Just under a sixth of Australian mid-market businesses now sell off-shore. Looking at the top Australian Exporters, mid-sized businesses, earning between $5 million and $10 million, are among the most likely to export their products and services overseas (23%).

 

Business management  graph imageBusiness management capability:

While enterprise owners decide the overall direction of their businesses, CEOs (or equivalent) are the most likely to decide when, where and how the business invests in I.T and related services. As Australian enterprises increase in size (staff count or revenue), the more likely they are to use a board of directors to set and implement business strategy

 

Growth:growth graph image

Majority of the businesses in the sector are not currently targeting growth. Many prefer to maintain their share of the market or focus on other priorities, such as providing profitable returns for their owners.

 

Others:

  • Innovation: R&D isn’t a priority for Australia’s mid-sized enterprises, with close to a quarter (22%) spending less than 1% of revenue on R&D, and almost a third (31%) not budgeting for it at all. 
  • Technology: Internet connectivity believed to have the highest impact on their industry(35%) over the next decade, followed by cloud computing(31%), robotics (31%), IoT(23%) and Bid data (13%), with AI, machine to machine learning and GPS directed automated machinery amongst low impact technologies.
  • Government Support: Enterprise operators believe the Government isn’t doing enough to support their businesses. Just 14% of respondents agreed Canberra was working to support businesses, while almost a third (29%) disagreed. 7% strongly disagreed, while only 1% strongly agreed.

Conclusion

MYOB found that the Australian mid-market sector has extraordinary potential to transform the future of the Australian economy by stimulating job growth, introducing new technologies and reinvesting their profits within Australia. Being more dynamic and highly flexible, the mid-market businesses are able to respond to changing markets while identifying and exploiting new opportunities. 

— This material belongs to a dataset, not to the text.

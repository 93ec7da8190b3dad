//! HTTP middleware.

pub mod request_id;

However, despite the enormous possibilities, the Australian mid-market hasn't been able to offer much to the economy because of reasons such as lack of willingness to take additional risk and stress associated with growth, lack of an expert management team, lack of preparedness for disruption through new technologies, lack of willingness to invest in the research and development to transform their business in the face of rising pressures and a growing skills crisis.

Fostering the development of the Australian mid-market will mean stimulating greater investment in research and development, mitigating the shortage of skilled staff by investing in training appropriate to the needs of industry and attracting skilled migrants.

Ultimately, it will require the nation to recognise the importance of the mid-market and develop the framework of support in terms of resources and investment.